COVID-19: Four dimensions of safety
As stay-at-home restrictions ease around the country, you may be wondering what risks are associated with certain activities and how you and your family can visit places and still protect your health from COVID-19. Dr. Nipunie Rajapakse, a Mayo Clinic pediatric infectious diseases specialist says there are four dimensions to different activities that she would encourage you to consider as you decide whether something is safe for you or your family.
"Time, space, people and place," says Dr. Rajapakse. "Using that rule, you can think about a few things that might help you determine the risk of a certain activity."
"Shorter activities generally will have a lower risk associated with them," says Dr. Rajapakse. "If we take the example of a restaurant, going to get curb-side pickup or takeout from a restaurant will have a lower risk associated than having a long, three- or four-hour sit down meal at a restaurant."
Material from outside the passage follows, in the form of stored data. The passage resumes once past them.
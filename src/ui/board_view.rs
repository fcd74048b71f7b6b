//! Board rendering for the Tic-Tac-Toe GUI

use crate::{Board, Player, Pos};
use egui::{Color32, CornerRadius, Painter, Pos2, Rect, Sense, Stroke, Vec2};

use super::theme::*;

/// Board view handles rendering and input for the game board
pub struct BoardView {
    /// Cached cell size for coordinate calculations
    cell_size: f32,
    /// Board drawing area
    board_rect: Rect,
    /// Cells per side of the board last drawn
    size: usize,
}

impl Default for BoardView {
    fn default() -> Self {
        Self {
            cell_size: 100.0,
            board_rect: Rect::NOTHING,
            size: 3,
        }
    }
}

impl BoardView {
    /// Render the board and return click position if any
    #[allow(clippy::too_many_arguments)]
    pub fn show(
        &mut self,
        ui: &mut egui::Ui,
        board: &Board,
        mark_scales: &[f32],
        last_move: Option<Pos>,
        suggested_move: Option<Pos>,
        winning_line: Option<&[Pos]>,
        accept_input: bool,
    ) -> Option<Pos> {
        let available_size = ui.available_size();

        // Calculate board size to fit available space
        let board_size = (available_size.x.min(available_size.y) - 20.0).max(2.0 * BOARD_MARGIN + 30.0);
        self.size = board.size();
        self.cell_size = (board_size - 2.0 * BOARD_MARGIN) / self.size as f32;

        let (response, painter) = ui.allocate_painter(Vec2::new(board_size, board_size), Sense::click());

        self.board_rect = response.rect;

        self.draw_cells(&painter);
        self.draw_grid(&painter);
        self.draw_marks(&painter, board, mark_scales);

        if let Some(pos) = last_move {
            self.draw_last_move_marker(&painter, pos);
        }

        if let Some(line) = winning_line {
            self.draw_winning_line(&painter, line);
        }

        if let Some(pos) = suggested_move {
            self.draw_suggestion(&painter, pos, board.current_player());
        }

        // Handle hover preview and click
        let mut clicked_pos = None;

        if accept_input && !board.is_over() {
            if let Some(pointer_pos) = response.hover_pos() {
                if let Some(board_pos) = self.screen_to_board(pointer_pos) {
                    let is_valid = board.is_empty(board_pos);
                    self.draw_hover_preview(&painter, board_pos, board.current_player(), is_valid);

                    if response.clicked() && is_valid {
                        clicked_pos = Some(board_pos);
                    }
                }
            }
        }

        clicked_pos
    }

    /// White squares inside a gold frame
    fn draw_cells(&self, painter: &Painter) {
        let inner = self.inner_rect();
        painter.rect_filled(inner, CornerRadius::ZERO, CELL_BG);

        let stroke = Stroke::new(BORDER_WIDTH, BOARD_BORDER);
        let corners = [
            inner.left_top(),
            inner.right_top(),
            inner.right_bottom(),
            inner.left_bottom(),
        ];
        for i in 0..corners.len() {
            painter.line_segment([corners[i], corners[(i + 1) % corners.len()]], stroke);
        }
    }

    /// Interior grid lines between cells
    fn draw_grid(&self, painter: &Painter) {
        let stroke = Stroke::new(GRID_LINE_WIDTH, GRID_LINE);
        let inner = self.inner_rect();

        for i in 1..self.size {
            let offset = i as f32 * self.cell_size;

            // Vertical line
            let start = inner.min + Vec2::new(offset, 0.0);
            let end = Pos2::new(start.x, inner.max.y);
            painter.line_segment([start, end], stroke);

            // Horizontal line
            let start = inner.min + Vec2::new(0.0, offset);
            let end = Pos2::new(inner.max.x, start.y);
            painter.line_segment([start, end], stroke);
        }
    }

    fn draw_marks(&self, painter: &Painter, board: &Board, mark_scales: &[f32]) {
        for (idx, cell) in board.cells().iter().enumerate() {
            if let Some(player) = cell.player() {
                let pos = Pos::from_index(idx, self.size);
                let scale = mark_scales.get(idx).copied().unwrap_or(1.0);
                self.draw_mark(painter, pos, player, scale, mark_color(player));
            }
        }
    }

    /// Draw an X or O scaled about the cell center
    fn draw_mark(&self, painter: &Painter, pos: Pos, player: Player, scale: f32, color: Color32) {
        let center = self.board_to_screen(pos);
        let half = self.cell_size * 0.5;
        let stroke = Stroke::new(MARK_STROKE, color);

        match player {
            Player::X => {
                // The inset shrinks toward the center while the mark is small
                let inset = X_MARK_INSET.min(half) + (half - X_MARK_INSET.min(half)) * (1.0 - scale);
                let reach = half - inset;
                painter.line_segment(
                    [center + Vec2::new(-reach, -reach), center + Vec2::new(reach, reach)],
                    stroke,
                );
                painter.line_segment(
                    [center + Vec2::new(reach, -reach), center + Vec2::new(-reach, reach)],
                    stroke,
                );
            }
            Player::O => {
                let radius = self.cell_size * O_RADIUS_RATIO * scale;
                painter.circle_stroke(center, radius, stroke);
            }
        }
    }

    fn draw_last_move_marker(&self, painter: &Painter, pos: Pos) {
        let rect = self.cell_rect(pos);
        let corner = rect.right_top() + Vec2::new(-10.0, 10.0);
        painter.circle_filled(corner, LAST_MOVE_MARKER_RADIUS, LAST_MOVE_MARKER);
    }

    /// Draw winning line highlight
    fn draw_winning_line(&self, painter: &Painter, line: &[Pos]) {
        let stroke = Stroke::new(MARK_STROKE, WIN_HIGHLIGHT);

        if let (Some(first), Some(last)) = (line.first(), line.last()) {
            painter.line_segment([self.board_to_screen(*first), self.board_to_screen(*last)], stroke);
        }

        for pos in line {
            painter.rect_filled(self.cell_rect(*pos).shrink(4.0), CornerRadius::same(4), ghost(WIN_HIGHLIGHT));
        }
    }

    /// Draw move suggestion
    fn draw_suggestion(&self, painter: &Painter, pos: Pos, turn: Player) {
        self.draw_mark(painter, pos, turn, 1.0, ghost(mark_color(turn)));

        painter.text(
            self.board_to_screen(pos),
            egui::Align2::CENTER_CENTER,
            "?",
            egui::FontId::proportional(self.cell_size * 0.25),
            TEXT_PRIMARY,
        );
    }

    fn draw_hover_preview(&self, painter: &Painter, pos: Pos, turn: Player, is_valid: bool) {
        let rect = self.cell_rect(pos).shrink(GRID_LINE_WIDTH);

        if is_valid {
            painter.rect_filled(rect, CornerRadius::ZERO, hover_valid());
            self.draw_mark(painter, pos, turn, 1.0, ghost(mark_color(turn)));
        } else {
            painter.rect_filled(rect, CornerRadius::ZERO, hover_invalid());
        }
    }

    /// Area covered by cells, without the outer margin
    fn inner_rect(&self) -> Rect {
        Rect::from_min_size(
            self.board_rect.min + Vec2::splat(BOARD_MARGIN),
            Vec2::splat(self.cell_size * self.size as f32),
        )
    }

    fn cell_rect(&self, pos: Pos) -> Rect {
        let min = self.inner_rect().min + Vec2::new(pos.col as f32, pos.row as f32) * self.cell_size;
        Rect::from_min_size(min, Vec2::splat(self.cell_size))
    }

    /// Convert screen coordinates to board position
    pub fn screen_to_board(&self, screen_pos: Pos2) -> Option<Pos> {
        let relative = screen_pos - self.inner_rect().min;
        let col = (relative.x / self.cell_size).floor();
        let row = (relative.y / self.cell_size).floor();

        let n = self.size as f32;
        if col >= 0.0 && col < n && row >= 0.0 && row < n {
            Some(Pos::new(row as usize, col as usize))
        } else {
            None
        }
    }

    /// Convert board position to the screen coordinates of the cell center
    pub fn board_to_screen(&self, pos: Pos) -> Pos2 {
        self.cell_rect(pos).center()
    }
}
"Wherever you're planning to go, how much space will you have around you and how much control do you have over that space? We've been recommending the six-foot of distance based on the droplet transmission that COVID is spread." Dr. Rajapakse says, "For example, in a restaurant setting, many restaurants have taken precautions and moved their tables six-feet apart so you're not in close contact with other people. Looking at aspects of space are really important when it comes to transmission of infection."
"People refers to how busy the area is. If there's a large crowd of people, your risk of getting infected is going to be higher than in an area where there's few people or no one aside from yourself and your family.
If you walk into a restaurant and it's packed full of people, that is probably a high-risk setting and you probably want to avoid places like that," says Dr. Rajapakse.
Whether the other people around are wearing a mask or not, especially when it comes to activities in indoor or enclosed settings, is also an important factor to pay attention to when making a decision.
"Place refers to whether the activity is taking place inside or outside," says Dr. Rajapakse. "We know that transmission is much less likely to occur in outdoor settings. If you go to a restaurant, for example, and you have an option to sit out on a patio rather than inside the restaurant itself, that's another decision you can make to reduce your risk."
Using those four dimensions, Dr. Rajapakse says could be a tool that you can use to assess risk in any situation that you're thinking of as you're making plans outside of your home. Being flexible with your plans and having a Plan B ready if you determine Plan A is too high risk can help avoid disappointment.